Task directions
Collect all lines containing the word "async" from the data.

--- Exercise input Enclosed Below ---

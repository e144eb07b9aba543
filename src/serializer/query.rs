//! Query roots. Clause order is fixed here, whatever order the model was built in.

use std::sync::Arc;

use super::{Serializer, mismatch, write_args};
use crate::ast::{Expr, FromItem, NodeKind, Part};
use crate::context::RenderContext;
use crate::error::RenderResult;
use crate::writer::JpqlWriter;

pub fn serializers() -> Vec<Arc<dyn Serializer>> {
    vec![
        Arc::new(SelectQuerySerializer),
        Arc::new(UpdateQuerySerializer),
        Arc::new(DeleteQuerySerializer),
    ]
}

fn write_where(writer: &mut JpqlWriter<'_>, context: &RenderContext, predicate: Option<&Expr>) -> RenderResult<()> {
    if let Some(predicate) = predicate {
        writer.write_clause_keyword("WHERE");
        context.serialize(predicate, writer)?;
    }
    Ok(())
}

fn write_from_item(writer: &mut JpqlWriter<'_>, context: &RenderContext, item: &FromItem) -> RenderResult<()> {
    context.serialize(&item.entity, writer)?;
    for join in &item.joins {
        writer.write_space();
        context.serialize(join, writer)?;
    }
    Ok(())
}

/// `SELECT ... FROM ... [WHERE] [GROUP BY] [HAVING] [ORDER BY]`
pub struct SelectQuerySerializer;

impl Serializer for SelectQuerySerializer {
    fn handled_kind(&self) -> NodeKind {
        NodeKind::SELECT_QUERY
    }

    fn serialize(&self, part: Part<'_>, writer: &mut JpqlWriter<'_>, context: &RenderContext) -> RenderResult<()> {
        let Part::Select(query) = part else {
            return Err(mismatch(self.handled_kind(), &part));
        };

        writer.write("SELECT");
        writer.write_space();
        if query.distinct {
            writer.write("DISTINCT");
            writer.write_space();
        }
        write_args(writer, context, &query.select)?;

        writer.write_clause_keyword("FROM");
        writer.write_each(&query.from, ", ", |w, item| write_from_item(w, context, item))?;

        write_where(writer, context, query.where_clause.as_ref())?;

        if !query.group_by.is_empty() {
            writer.write_clause_keyword("GROUP BY");
            write_args(writer, context, &query.group_by)?;
        }
        if let Some(having) = &query.having {
            writer.write_clause_keyword("HAVING");
            context.serialize(having, writer)?;
        }
        if !query.order_by.is_empty() {
            writer.write_clause_keyword("ORDER BY");
            writer.write_each(&query.order_by, ", ", |w, sort| context.serialize(sort, w))?;
        }
        Ok(())
    }
}

pub struct UpdateQuerySerializer;

impl Serializer for UpdateQuerySerializer {
    fn handled_kind(&self) -> NodeKind {
        NodeKind::UPDATE_QUERY
    }

    fn serialize(&self, part: Part<'_>, writer: &mut JpqlWriter<'_>, context: &RenderContext) -> RenderResult<()> {
        let Part::Update(query) = part else {
            return Err(mismatch(self.handled_kind(), &part));
        };

        writer.write("UPDATE");
        writer.write_space();
        context.serialize(&query.entity, writer)?;
        writer.write_clause_keyword("SET");
        writer.write_each(&query.set, ", ", |w, assignment| context.serialize(assignment, w))?;
        write_where(writer, context, query.where_clause.as_ref())
    }
}

pub struct DeleteQuerySerializer;

impl Serializer for DeleteQuerySerializer {
    fn handled_kind(&self) -> NodeKind {
        NodeKind::DELETE_QUERY
    }

    fn serialize(&self, part: Part<'_>, writer: &mut JpqlWriter<'_>, context: &RenderContext) -> RenderResult<()> {
        let Part::Delete(query) = part else {
            return Err(mismatch(self.handled_kind(), &part));
        };

        writer.write("DELETE FROM");
        writer.write_space();
        context.serialize(&query.entity, writer)?;
        write_where(writer, context, query.where_clause.as_ref())
    }
}
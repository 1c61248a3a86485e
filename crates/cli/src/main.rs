mod render;

use anyhow::{Context, Result};
use clap::{Parser, Subcommand};
use indicatif::{ProgressBar, ProgressStyle};
use owo_colors::OwoColorize;
use schemars::schema_for;
use std::fs;
use std::path::{Path, PathBuf};
use std::process::ExitCode;
use std::time::{Duration, Instant};
use tracing::debug;
use tracing_subscriber::EnvFilter;
use truthlens_core::client::{InvestigationClient, Investigator};
use truthlens_core::config::Config;
use truthlens_core::db::{self, SavedFilter};
use truthlens_core::preferences::{Language, Preferences, Theme};
use truthlens_core::progress;
use truthlens_core::session::{AppState, InvestigationSession};
use truthlens_core::verdict::VerdictFilter;

#[derive(Parser)]
#[command(name = "truthlens")]
#[command(about = "TruthLens claim investigation CLI", long_about = None)]
struct Cli {
    /// TOML config file (api base url, storage paths)
    #[arg(long, global = true)]
    config: Option<PathBuf>,

    /// Log at debug level (RUST_LOG takes precedence)
    #[arg(short, long, global = true)]
    verbose: bool,

    /// Owner of saved fact-checks
    #[arg(long, global = true, default_value = "local")]
    user: String,

    #[command(subcommand)]
    command: Commands,
}

#[derive(Subcommand)]
enum Commands {
    /// Send a claim to the analysis backend and show the verdict
    Investigate {
        claim: String,

        /// Store the result in the saved fact-checks database
        #[arg(long)]
        save: bool,

        /// Print the raw result as JSON instead of the report
        #[arg(long)]
        json: bool,
    },
    /// Check whether the analysis backend is reachable
    Health,
    /// Manage saved fact-checks
    Saved {
        #[command(subcommand)]
        command: SavedCommands,
    },
    /// Export saved fact-checks as an Obsidian vault
    Vault {
        #[command(subcommand)]
        command: VaultCommands,
    },
    /// Export canonical JSON Schemas to the ./schemas directory
    Schema {
        #[command(subcommand)]
        command: SchemaCommands,
    },
    /// Show or change display preferences
    Prefs {
        #[command(subcommand)]
        command: PrefsCommands,
    },
}

#[derive(Subcommand)]
enum SavedCommands {
    /// List saved fact-checks, newest first
    List {
        /// Case-insensitive text to look for in the claim
        #[arg(long)]
        search: Option<String>,

        /// verified, false, unverified or all
        #[arg(long)]
        verdict: Option<VerdictFilter>,
    },
    /// Delete one saved fact-check by id
    Delete { id: String },
    /// Totals per verdict
    Stats,
}

#[derive(Subcommand)]
enum VaultCommands {
    /// Write notes and index pages for every saved fact-check
    Build {
        #[arg(long, default_value = "vault")]
        out: PathBuf,
    },
}

#[derive(Subcommand)]
enum SchemaCommands {
    /// Export JSON Schema files for canonical types
    Export {
        /// Output directory (default: ./schemas)
        #[arg(long, default_value = "schemas")]
        out_dir: PathBuf,
    },
}

#[derive(Subcommand)]
enum PrefsCommands {
    Show,
    Set {
        /// light or dark
        #[arg(long)]
        theme: Option<Theme>,

        /// english, spanish, french or german
        #[arg(long)]
        language: Option<Language>,
    },
}

fn init_tracing(verbose: bool) {
    let default_level = if verbose { "debug" } else { "warn" };
    let filter = EnvFilter::try_from_default_env().unwrap_or_else(|_| EnvFilter::new(default_level));
    tracing_subscriber::fmt()
        .with_env_filter(filter)
        .with_writer(std::io::stderr)
        .init();
}

#[tokio::main]
async fn main() -> Result<ExitCode> {
    let cli = Cli::parse();
    init_tracing(cli.verbose);

    let config = Config::load(cli.config.as_deref())?;
    debug!(api = %config.api_base_url, db = %config.db_path.display(), "config loaded");

    match cli.command {
        Commands::Investigate { claim, save, json } => {
            investigate(&config, &cli.user, &claim, save, json).await
        }
        Commands::Health => health(&config).await,
        Commands::Saved { command } => {
            saved(&config, &cli.user, command)?;
            Ok(ExitCode::SUCCESS)
        }
        Commands::Vault { command } => match command {
            VaultCommands::Build { out } => {
                let conn = db::open(&config.db_path)?;
                let written = obsidian::build_vault(&conn, &cli.user, &out)?;
                println!("Wrote {written} fact-check notes to {}", out.display());
                Ok(ExitCode::SUCCESS)
            }
        },
        Commands::Schema { command } => match command {
            SchemaCommands::Export { out_dir } => {
                schema_export(&out_dir)?;
                Ok(ExitCode::SUCCESS)
            }
        },
        Commands::Prefs { command } => {
            prefs(&config, command)?;
            Ok(ExitCode::SUCCESS)
        }
    }
}

async fn investigate(
    config: &Config,
    user: &str,
    claim: &str,
    save: bool,
    json: bool,
) -> Result<ExitCode> {
    let prefs = Preferences::load(&config.preferences_path)?;
    let client = InvestigationClient::new(&config.api_base_url)?;
    let mut session = InvestigationSession::new(client);

    let ticket = match session.begin(claim) {
        Ok(ticket) => ticket,
        Err(err) => {
            eprintln!("{err}");
            return Ok(ExitCode::from(2));
        }
    };

    let bar = ProgressBar::new(100);
    bar.set_style(
        ProgressStyle::with_template("{spinner} [{bar:30}] {msg}")?.progress_chars("=> "),
    );

    // The ticker only decorates the wait; the request alone decides when it ends.
    let started = Instant::now();
    let outcome = {
        let request = session.investigator().investigate(claim);
        tokio::pin!(request);
        let interrupt = tokio::signal::ctrl_c();
        tokio::pin!(interrupt);
        let mut ticker = tokio::time::interval(Duration::from_millis(100));

        loop {
            tokio::select! {
                outcome = &mut request => break Some(outcome),
                _ = &mut interrupt => break None,
                _ = ticker.tick() => {
                    let frame = progress::frame_at(started.elapsed());
                    bar.set_position(frame.progress as u64);
                    bar.set_message(frame.line());
                }
            }
        }
    };
    bar.finish_and_clear();

    match outcome {
        Some(outcome) => {
            session.settle(ticket, outcome);
        }
        None => {
            session.reset();
            eprintln!("Investigation cancelled.");
            return Ok(ExitCode::from(130));
        }
    }

    match session.state() {
        AppState::Complete => {
            let Some(result) = session.result() else {
                return Ok(ExitCode::FAILURE);
            };
            if json {
                println!("{}", serde_json::to_string_pretty(result)?);
            } else {
                print!("{}", render::report(result, &prefs));
            }
            if save {
                let conn = db::open(&config.db_path)?;
                let saved = db::save_fact_check(&conn, user, result)?;
                eprintln!("Saved as {}", saved.id);
            }
            Ok(ExitCode::SUCCESS)
        }
        AppState::Idle | AppState::Processing => {
            if let Some(err) = session.take_error() {
                eprintln!("{}", err.message().red());
            }
            Ok(ExitCode::FAILURE)
        }
    }
}

async fn health(config: &Config) -> Result<ExitCode> {
    let client = InvestigationClient::new(&config.api_base_url)?;
    if client.health_check().await {
        println!("Backend at {} is healthy", client.base_url());
        Ok(ExitCode::SUCCESS)
    } else {
        println!("Backend at {} is unreachable", client.base_url());
        Ok(ExitCode::FAILURE)
    }
}

fn saved(config: &Config, user: &str, command: SavedCommands) -> Result<()> {
    let conn = db::open(&config.db_path)
        .with_context(|| format!("Failed to open {}", config.db_path.display()))?;
    let prefs = Preferences::load(&config.preferences_path)?;

    match command {
        SavedCommands::List { search, verdict } => {
            let filter = SavedFilter {
                search,
                verdict: verdict.and_then(VerdictFilter::label),
            };
            let checks = db::list_fact_checks(&conn, user, &filter)?;
            if checks.is_empty() {
                println!("No saved fact-checks found.");
            }
            for check in &checks {
                println!("{}", render::saved_line(check, prefs.theme));
            }
        }
        SavedCommands::Delete { id } => {
            if db::delete_fact_check(&conn, user, &id)? {
                println!("Deleted {id}");
            } else {
                println!("No saved fact-check with id {id}");
            }
        }
        SavedCommands::Stats => {
            let checks = db::list_fact_checks(&conn, user, &SavedFilter::default())?;
            println!("{}", render::stats(&db::saved_stats(&checks)));
        }
    }
    Ok(())
}

fn prefs(config: &Config, command: PrefsCommands) -> Result<()> {
    let mut prefs = Preferences::load(&config.preferences_path)?;
    match command {
        PrefsCommands::Show => {}
        PrefsCommands::Set { theme, language } => {
            if let Some(theme) = theme {
                prefs.theme = theme;
            }
            if let Some(language) = language {
                prefs.language = language;
            }
            prefs.save(&config.preferences_path)?;
        }
    }
    println!("theme = {:?}\nlanguage = {:?}", prefs.theme, prefs.language);
    Ok(())
}

fn schema_export(out_dir: &Path) -> Result<()> {
    fs::create_dir_all(out_dir)?;

    let schemas = [
        (
            "InvestigationResult",
            schema_for!(truthlens_core::schema::InvestigationResult),
        ),
        ("Evidence", schema_for!(truthlens_core::schema::Evidence)),
        ("AgentOutput", schema_for!(truthlens_core::schema::AgentOutput)),
        ("SavedFactCheck", schema_for!(truthlens_core::schema::SavedFactCheck)),
    ];
    for (name, schema) in schemas {
        let json = serde_json::to_string_pretty(&schema)?;
        fs::write(out_dir.join(format!("{name}.schema.json")), json)?;
    }

    println!("Exported schemas to {}", out_dir.display());
    Ok(())
}
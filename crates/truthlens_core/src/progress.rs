//! Cosmetic "agents are debating" animation.
//!
//! Frames are a pure function of elapsed time and know nothing about the
//! request they decorate; callers stop drawing when the request settles.

use std::time::Duration;

pub const ROTATION: Duration = Duration::from_millis(1500);
pub const FILL_TIME: Duration = Duration::from_secs(6);

#[derive(Debug, Clone, Copy)]
pub struct DebateAgent {
    pub name: &'static str,
    pub description: &'static str,
    pub messages: [&'static str; 3],
}

pub const DEBATE_AGENTS: [DebateAgent; 4] = [
    DebateAgent {
        name: "Fact-Finder",
        description: "Scans records",
        messages: [
            "is scanning government records...",
            "is analyzing research papers...",
            "is checking official databases...",
        ],
    },
    DebateAgent {
        name: "Pattern Detector",
        description: "Analyzes volume",
        messages: [
            "is analyzing social media volume...",
            "is tracking viral patterns...",
            "is measuring sentiment trends...",
        ],
    },
    DebateAgent {
        name: "Verifier",
        description: "Cross-references",
        messages: [
            "is cross-referencing sources...",
            "is validating evidence...",
            "is assessing credibility...",
        ],
    },
    DebateAgent {
        name: "Critic",
        description: "Assesses logic",
        messages: [
            "is challenging assumptions...",
            "is identifying biases...",
            "is reviewing consensus...",
        ],
    },
];

#[derive(Debug, Clone, Copy, PartialEq)]
pub struct DebateFrame {
    pub agent_index: usize,
    pub progress: f64,
    pub message: &'static str,
}

impl DebateFrame {
    pub fn agent(&self) -> &'static DebateAgent {
        &DEBATE_AGENTS[self.agent_index]
    }

    pub fn line(&self) -> String {
        format!("{} {}", self.agent().name, self.message)
    }
}

pub fn frame_at(elapsed: Duration) -> DebateFrame {
    let agent_index =
        (elapsed.as_millis() / ROTATION.as_millis()) as usize % DEBATE_AGENTS.len();
    let progress = (elapsed.as_secs_f64() / FILL_TIME.as_secs_f64() * 100.0).min(100.0);
    let messages = &DEBATE_AGENTS[agent_index].messages;
    let message = messages[(progress / 33.0).floor() as usize % messages.len()];
    DebateFrame {
        agent_index,
        progress,
        message,
    }
}
use crate::schema::{InvestigationResult, SavedFactCheck};
use crate::verdict::{classify_confidence, classify_verdict, VerdictLabel};
use anyhow::Result;
use rusqlite::{params, Connection, Row};
use std::path::Path;
use time::format_description::FormatItem;
use time::macros::format_description;
use time::OffsetDateTime;
use tracing::debug;

// Fixed width so that text ordering in SQLite is chronological.
const CREATED_AT_FORMAT: &[FormatItem<'static>] =
    format_description!("[year]-[month]-[day]T[hour]:[minute]:[second].[subsecond digits:6]Z");

pub fn open(db_path: &Path) -> Result<Connection> {
    let conn = Connection::open(db_path)?;
    conn.pragma_update(None, "journal_mode", "WAL")?;
    conn.pragma_update(None, "synchronous", "NORMAL")?;
    init(&conn)?;
    Ok(conn)
}

pub fn open_in_memory() -> Result<Connection> {
    let conn = Connection::open_in_memory()?;
    init(&conn)?;
    Ok(conn)
}

fn init(conn: &Connection) -> Result<()> {
    conn.execute_batch(
        r#"
        CREATE TABLE IF NOT EXISTS saved_fact_checks (
          id TEXT PRIMARY KEY,
          user_id TEXT NOT NULL,
          claim TEXT NOT NULL,
          verdict TEXT NOT NULL,
          confidence_level INTEGER NOT NULL,
          full_json TEXT NOT NULL,
          created_at TEXT NOT NULL
        );

        CREATE INDEX IF NOT EXISTS idx_saved_user_created
          ON saved_fact_checks(user_id, created_at);
        "#,
    )?;
    Ok(())
}

pub fn save_fact_check(
    conn: &Connection,
    user_id: &str,
    result: &InvestigationResult,
) -> Result<SavedFactCheck> {
    let saved = SavedFactCheck {
        id: uuid::Uuid::new_v4().to_string(),
        user_id: user_id.to_string(),
        claim: result.query.clone(),
        verdict: result.verdict.clone(),
        confidence_level: classify_confidence(&result.confidence_level),
        created_at: OffsetDateTime::now_utc().format(CREATED_AT_FORMAT)?,
        full_data: result.clone(),
    };
    let full_json = serde_json::to_string(&saved.full_data)?;

    conn.execute(
        r#"
        INSERT INTO saved_fact_checks (
          id, user_id, claim, verdict, confidence_level, full_json, created_at
        )
        VALUES (?1, ?2, ?3, ?4, ?5, ?6, ?7)
        "#,
        params![
            saved.id,
            saved.user_id,
            saved.claim,
            saved.verdict,
            saved.confidence_level,
            full_json,
            saved.created_at
        ],
    )?;
    debug!(id = %saved.id, user = user_id, "saved fact-check");

    Ok(saved)
}

#[derive(Debug, Clone, Default)]
pub struct SavedFilter {
    pub search: Option<String>,
    /// Classifier label to keep; `None` keeps everything.
    pub verdict: Option<VerdictLabel>,
}

impl SavedFilter {
    fn matches(&self, check: &SavedFactCheck) -> bool {
        if let Some(search) = self.search.as_deref().map(str::trim).filter(|s| !s.is_empty()) {
            if !check.claim.to_lowercase().contains(&search.to_lowercase()) {
                return false;
            }
        }
        match self.verdict {
            None => true,
            Some(wanted) => classify_verdict(&check.verdict).label == wanted,
        }
    }
}

/// Saved checks for `user_id`, newest first.
pub fn list_fact_checks(
    conn: &Connection,
    user_id: &str,
    filter: &SavedFilter,
) -> Result<Vec<SavedFactCheck>> {
    let mut stmt = conn.prepare(
        r#"
        SELECT id, user_id, claim, verdict, confidence_level, full_json, created_at
        FROM saved_fact_checks
        WHERE user_id = ?1
        ORDER BY created_at DESC, rowid DESC
        "#,
    )?;

    let rows = stmt.query_map(params![user_id], read_row)?;

    let mut checks = Vec::new();
    for row in rows {
        let (partial, full_json) = row?;
        let check = partial.with_data(serde_json::from_str(&full_json)?);
        if filter.matches(&check) {
            checks.push(check);
        }
    }
    Ok(checks)
}

fn read_row(row: &Row<'_>) -> rusqlite::Result<(PartialCheck, String)> {
    Ok((
        PartialCheck {
            id: row.get(0)?,
            user_id: row.get(1)?,
            claim: row.get(2)?,
            verdict: row.get(3)?,
            confidence_level: row.get(4)?,
            created_at: row.get(6)?,
        },
        row.get(5)?,
    ))
}

struct PartialCheck {
    id: String,
    user_id: String,
    claim: String,
    verdict: String,
    confidence_level: u8,
    created_at: String,
}

impl PartialCheck {
    fn with_data(self, full_data: InvestigationResult) -> SavedFactCheck {
        SavedFactCheck {
            id: self.id,
            user_id: self.user_id,
            claim: self.claim,
            verdict: self.verdict,
            confidence_level: self.confidence_level,
            created_at: self.created_at,
            full_data,
        }
    }
}

/// Returns whether a row was removed. Another user's id is never touched.
pub fn delete_fact_check(conn: &Connection, user_id: &str, id: &str) -> Result<bool> {
    let removed = conn.execute(
        "DELETE FROM saved_fact_checks WHERE id = ?1 AND user_id = ?2",
        params![id, user_id],
    )?;
    debug!(id, user = user_id, removed, "delete fact-check");
    Ok(removed > 0)
}

#[derive(Debug, Clone, Copy, Default, PartialEq, Eq)]
pub struct SavedStats {
    pub total: usize,
    pub verified: usize,
    pub false_count: usize,
}

pub fn saved_stats(checks: &[SavedFactCheck]) -> SavedStats {
    let mut stats = SavedStats {
        total: checks.len(),
        ..SavedStats::default()
    };
    for check in checks {
        match classify_verdict(&check.verdict).label {
            VerdictLabel::Verified => stats.verified += 1,
            VerdictLabel::False => stats.false_count += 1,
            VerdictLabel::Unverified => {}
        }
    }
    stats
}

--- End of Enclosed Exercise input ---

Result of this task
async fn main() -> Result<ExitCode> {
async fn investigate(
async fn health(config: &Config) -> Result<ExitCode> {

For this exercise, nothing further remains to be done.